The rapidly growing realm of so-called robo advisors such as Wealthfront and Betterment is sure to change the financial advisory business in the future. Such firms now control more than $5 billion in assets under management and that could easily double in the coming year, according to some industry estimates.
We talked to a few financial advisors to gauge how they view the threat—and the promise—of robo advisors.
Tyler Mordy, president and co-chief investment officer, Hahn Investment Stewards, Toronto
Robo advisors are not a competitive threat to ETF strategists. You can view them as a threat to the wide wealth management industry as a whole. When you look at what they offer and where their strengths lie, it’s not yet in the portfolio management. Our value-add as ETF strategists as a team at Hahn is manufacturing portfolios. We’re in the business of active management and creating—at least in our realm—global macro ETF portfolios.

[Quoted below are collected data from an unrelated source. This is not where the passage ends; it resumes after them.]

pub mod common;
pub mod health;
pub mod orders;
pub mod payments;
pub mod products;
pub mod promotions;

use crate::{
    config::AppConfig,
    db::DbPool,
    events::EventSender,
    services::{
        pricing::DeliveryPolicy, CatalogService, OrderService, PaymentGateway, PromotionService,
    },
};
use std::sync::Arc;

// Re-export AppState so handler modules can import it as crate::handlers::AppState
pub use crate::AppState;

/// Services layer that encapsulates business logic used by HTTP handlers
#[derive(Clone)]
pub struct AppServices {
    pub catalog: CatalogService,
    pub promotions: PromotionService,
    pub orders: OrderService,
}

impl AppServices {
    /// Wires every service over one pool and event channel.
    ///
    /// The payment gateway is only configured when both keys are present;
    /// without it gateway-paid checkout and callbacks answer 503.
    pub fn new(db_pool: Arc<DbPool>, config: &AppConfig, event_sender: Arc<EventSender>) -> Self {
        let catalog = CatalogService::new(db_pool.clone());
        let promotions =
            PromotionService::new(db_pool.clone(), catalog.clone(), event_sender.clone());
        let gateway = PaymentGateway::from_config(config).map(Arc::new);
        let orders = OrderService::new(
            db_pool,
            catalog.clone(),
            gateway,
            DeliveryPolicy::from(config),
            event_sender,
        )
        .with_reopen_cancelled(config.allow_reopen_cancelled_orders);

        Self {
            catalog,
            promotions,
            orders,
        }
    }
}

If you take that view as to where we add value and where robo advisors add value, it’s almost a completely different line of business. So robos specialize in client servicing and client experience, like the administrative front end of the business.
I think it’s great they’re using ETFs—at least most of them are. And it’s great that they’re doing it in a low-cost manner and delivering it to the end-client. All that is wonderful. We don’t disagree with it.
If you look at Canada, what’s different with the robos is that rather than “disrupting” the advisory business, they’re wanting to partner with the financial advisors, and actually have the financial advisors use their infrastructure and their technology to deliver their services to the end-client.
At the end of the day, what they have is modern portfolio theory, which is something we say we can improve upon. It’s a good place to start—you get diversification with low costs, but we think we can go one step further and deliver a better portfolio.
I think in the first downturn, similar to 2008, the spotlight is going to move from the actual delivery mechanism and infrastructure and the client servicing to the end-product, which is the actual portfolio. So, they lead “down the yellow brick,” and they do that in a cost-effective and easy fashion. But what is at the end of the yellow brick road? I’d say that the portfolios can be improved upon.